In my classroom, I divide each class period up into
"must-do's" and "may-do's." When kids come in and look at
the board, they can see what assignment or challenge awaits, and what sort of
experience can be theirs if they complete the task in front of them.
Inevitably, this leads to a certain amount of whining and crying about skipping
to the fun, avoiding the work completely. There are some standard replies I
have generated over the years, many of which center on the "dessert before
dinner" model. Yes, I know what that sounds like. It is also part of
living in a world in which I routinely find kids walking onto our playground
before the day begins, eating a bag of hot chips with no real intent of going
into our cafeteria for the free breakfast program we have for half an hour
before the school day begins. Breakfast is the must do. Hot chips are the may
do. If that sounds a little like surrender, keep in mind that I do insist that
kids take their flamin' hot Cheetos to the cafeteria and eat them instead of
sprinkling toxic dust across the playground for seagulls, pigeons and other
less flight-inclined vermin to come by later to clean up after them. You have
to draw the line somewhere, right?
Sigh.
This is what came to mind when I heard that our President
was in Cleveland this past week, floating the idea of mandatory voting for
Americans. There are currently eleven countries in the world that require that
their citizens vote. There are nearly twenty more that only "require"
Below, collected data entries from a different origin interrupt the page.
//! # Extraction Directive
//!
//! Renders the per-type directives as a plain-text prompt fragment for the
//! downstream extraction consumer. The output must be byte-identical for
//! identical input so the consumer can cache prompts: entity types are sorted
//! once by descending count, then by key.

use crate::health::{EntityHealth, HealthMap};
use crate::types::{EntityDirective, EntityType, PulseStage};
use serde::{Deserialize, Serialize};
use std::collections::BTreeMap;
use std::fmt::Write;

/// Rendered directive plus the structured data it was rendered from.
#[derive(Debug, Clone, PartialEq, Eq, Serialize, Deserialize)]
pub struct ExtractionDirective {
    pub stage: PulseStage,
    pub directives: BTreeMap<EntityType, EntityDirective>,
    pub dedup_alerts: Vec<String>,
    pub extraction_targets: Vec<String>,
    pub rendered_prompt: String,
}

impl ExtractionDirective {
    /// Stable digest of `rendered_prompt`, usable as a prompt-cache key.
    #[cfg(feature = "crypto-hash")]
    #[must_use]
    pub fn fingerprint(&self) -> String {
        blake3::hash(self.rendered_prompt.as_bytes())
            .to_hex()
            .to_string()
    }

    /// Stable digest of `rendered_prompt`, usable as a prompt-cache key.
    #[cfg(not(feature = "crypto-hash"))]
    #[must_use]
    pub fn fingerprint(&self) -> String {
        format!("{:016x}", fnv1a(self.rendered_prompt.as_bytes()))
    }
}

#[cfg(not(feature = "crypto-hash"))]
fn fnv1a(bytes: &[u8]) -> u64 {
    const OFFSET: u64 = 0xcbf2_9ce4_8422_2325;
    const PRIME: u64 = 0x0000_0100_0000_01b3;
    bytes
        .iter()
        .fold(OFFSET, |hash, byte| (hash ^ u64::from(*byte)).wrapping_mul(PRIME))
}

// =============================================================================
// RENDERING
// =============================================================================

const BUCKETS: [(EntityDirective, &str); 4] = [
    (EntityDirective::Grow, "GROW"),
    (EntityDirective::MergeOnly, "MERGE ONLY"),
    (EntityDirective::Confirm, "CONFIRM"),
    (EntityDirective::Enrich, "ENRICH"),
];

fn entity_line(h: &EntityHealth) -> String {
    format!(
        "- {}: {}/{} ({}, {} confirmed, {} stale) → {}",
        h.entity_type, h.count, h.target, h.coverage, h.confirmed, h.stale, h.directive
    )
}

fn dedup_alert(h: &EntityHealth) -> String {
    format!(
        "{}: {} already captured (target {}). Merge new mentions into existing {} entries; do not create duplicates.",
        h.entity_type,
        h.count,
        h.target,
        h.entity_type.label()
    )
}

fn extraction_target(h: &EntityHealth) -> Option<String> {
    match h.directive {
        EntityDirective::Grow if h.target > 0 => Some(format!(
            "{}: extract {} more ({}/{}).",
            h.entity_type,
            h.target.saturating_sub(h.count),
            h.count,
            h.target
        )),
        EntityDirective::Grow => Some(format!(
            "{}: extract any mentions ({} so far).",
            h.entity_type, h.count
        )),
        EntityDirective::Confirm => Some(format!(
            "{}: confirm existing entries before adding new ones ({} of {} confirmed).",
            h.entity_type, h.confirmed, h.count
        )),
        EntityDirective::Enrich | EntityDirective::MergeOnly | EntityDirective::Stable => None,
    }
}

/// Render the extraction directive for a health map.
#[must_use]
pub fn render_extraction_directive(health: &HealthMap, stage: PulseStage) -> ExtractionDirective {
    let mut ordered: Vec<&EntityHealth> = health.values().collect();
    ordered.sort_by(|a, b| {
        b.count
            .cmp(&a.count)
            .then_with(|| a.entity_type.cmp(&b.entity_type))
    });

    let directives = health
        .iter()
        .map(|(entity_type, h)| (entity_type.clone(), h.directive))
        .collect();

    let dedup_alerts: Vec<String> = ordered
        .iter()
        .filter(|h| h.directive == EntityDirective::MergeOnly)
        .map(|h| dedup_alert(h))
        .collect();

    let extraction_targets: Vec<String> = ordered
        .iter()
        .filter_map(|h| extraction_target(h))
        .collect();

    let mut out = String::new();
    let _ = writeln!(out, "## Extraction Directive (stage: {stage})");

    let mut any_bucket = false;
    for (directive, title) in BUCKETS {
        let lines: Vec<String> = ordered
            .iter()
            .filter(|h| h.directive == directive)
            .map(|h| entity_line(h))
            .collect();
        if lines.is_empty() {
            continue;
        }
        any_bucket = true;
        let _ = writeln!(out, "\n{title}:");
        for line in lines {
            let _ = writeln!(out, "{line}");
        }
    }
    if !any_bucket {
        let _ = writeln!(out, "\nAll entity types are stable. No extraction changes needed.");
    }

    if !dedup_alerts.is_empty() {
        let _ = writeln!(out, "\nDedup Alerts:");
        for alert in &dedup_alerts {
            let _ = writeln!(out, "- {alert}");
        }
    }

    if !extraction_targets.is_empty() {
        let _ = writeln!(out, "\nExtraction Targets:");
        for target in &extraction_targets {
            let _ = writeln!(out, "- {target}");
        }
    }

    ExtractionDirective {
        stage,
        directives,
        dedup_alerts,
        extraction_targets,
        rendered_prompt: out,
    }
}

// =============================================================================
// TESTS
// =============================================================================

#[cfg(test)]
mod tests {
    use super::*;
    use crate::config::PulseConfig;
    use crate::health::compute_entity_health;
    use crate::types::EntityRecord;

    fn map(entries: &[(&str, usize, usize)]) -> HealthMap {
        let config = PulseConfig::default();
        entries
            .iter()
            .map(|(name, confirmed, unconfirmed)| {
                let mut records = vec![EntityRecord::new("confirmed", false); *confirmed];
                records.extend(vec![EntityRecord::new("pending", false); *unconfirmed]);
                let entity_type = EntityType::new(*name);
                let health =
                    compute_entity_health(&entity_type, &records, PulseStage::Discovery, &config);
                (entity_type, health)
            })
            .collect()
    }

    #[test]
    fn buckets_in_fixed_order_sorted_by_count() {
        // feature 6/5 and persona 2/2 saturated, workflow 1/2 growing.
        let health = map(&[("workflow", 0, 1), ("persona", 2, 0), ("feature", 0, 6)]);
        let directive = render_extraction_directive(&health, PulseStage::Discovery);
        let text = &directive.rendered_prompt;

        let grow = text.find("GROW:").expect("grow bucket");
        let merge = text.find("MERGE ONLY:").expect("merge bucket");
        assert!(grow < merge);
        assert!(!text.contains("CONFIRM:"));

        // Within MERGE ONLY, feature (6) precedes persona (2).
        let feature = text.find("- feature: 6/5").expect("feature line");
        let persona = text.find("- persona: 2/2").expect("persona line");
        assert!(feature < persona);

        assert_eq!(directive.dedup_alerts.len(), 2);
        assert!(directive.dedup_alerts[0].starts_with("feature:"));
        assert!(text.contains("Dedup Alerts:"));
        assert!(text.contains("Extraction Targets:\n- workflow: extract 1 more (1/2)."));
    }

    #[test]
    fn confirm_types_listed_as_targets() {
        // 4 of 5 features, none confirmed: adequate -> confirm.
        let health = map(&[("feature", 0, 4)]);
        let directive = render_extraction_directive(&health, PulseStage::Discovery);
        assert_eq!(directive.directives[&EntityType::new("feature")], EntityDirective::Confirm);
        assert_eq!(
            directive.extraction_targets,
            vec!["feature: confirm existing entries before adding new ones (0 of 4 confirmed)."]
        );
    }

    #[test]
    fn all_stable_message() {
        // 4 of 5 features, all confirmed: adequate -> stable.
        let health = map(&[("feature", 4, 0)]);
        let directive = render_extraction_directive(&health, PulseStage::Discovery);
        assert!(
            directive
                .rendered_prompt
                .contains("All entity types are stable.")
        );
        assert!(directive.extraction_targets.is_empty());
    }

    #[test]
    fn rendering_is_deterministic() {
        let health = map(&[("feature", 1, 2), ("persona", 0, 1), ("constraint", 2, 2)]);
        let a = render_extraction_directive(&health, PulseStage::Validation);
        let b = render_extraction_directive(&health, PulseStage::Validation);
        assert_eq!(a.rendered_prompt, b.rendered_prompt);
        assert_eq!(a.fingerprint(), b.fingerprint());
    }

    #[test]
    fn fingerprint_changes_with_prompt() {
        let a = render_extraction_directive(&map(&[("feature", 1, 0)]), PulseStage::Discovery);
        let b = render_extraction_directive(&map(&[("feature", 2, 0)]), PulseStage::Discovery);
        assert_ne!(a.fingerprint(), b.fingerprint());
    }
}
it by having a law on the books, like Egypt and Mexico, but they don't come
drag you out of your house and force you into the voting booth if you forget.
Or choose not to. Mandatory sounds like some sort of inoculation program, and I
guess we all know how successful that is turning out to be. One of the amusing
ironies of giving folks all this freedom is that it gives them the freedom not
to participate. In the 2014 midterm elections, less than thirty-seven percent
of the eligible voters found their way to their polling place to cast a ballot.
This minority elected a Republican majority to the Senate. Isn't that
interesting? Or inevitable? That could be why Mister Obama, wandering around
the nation's midsection found time in his busy schedule to suggest, "If
everybody voted, then it would completely change the political map in this
country." But if you force people to vote, aren't you taking away their constitutionally guaranteed right to complain bitterly about something they know nothing about? What a fascist.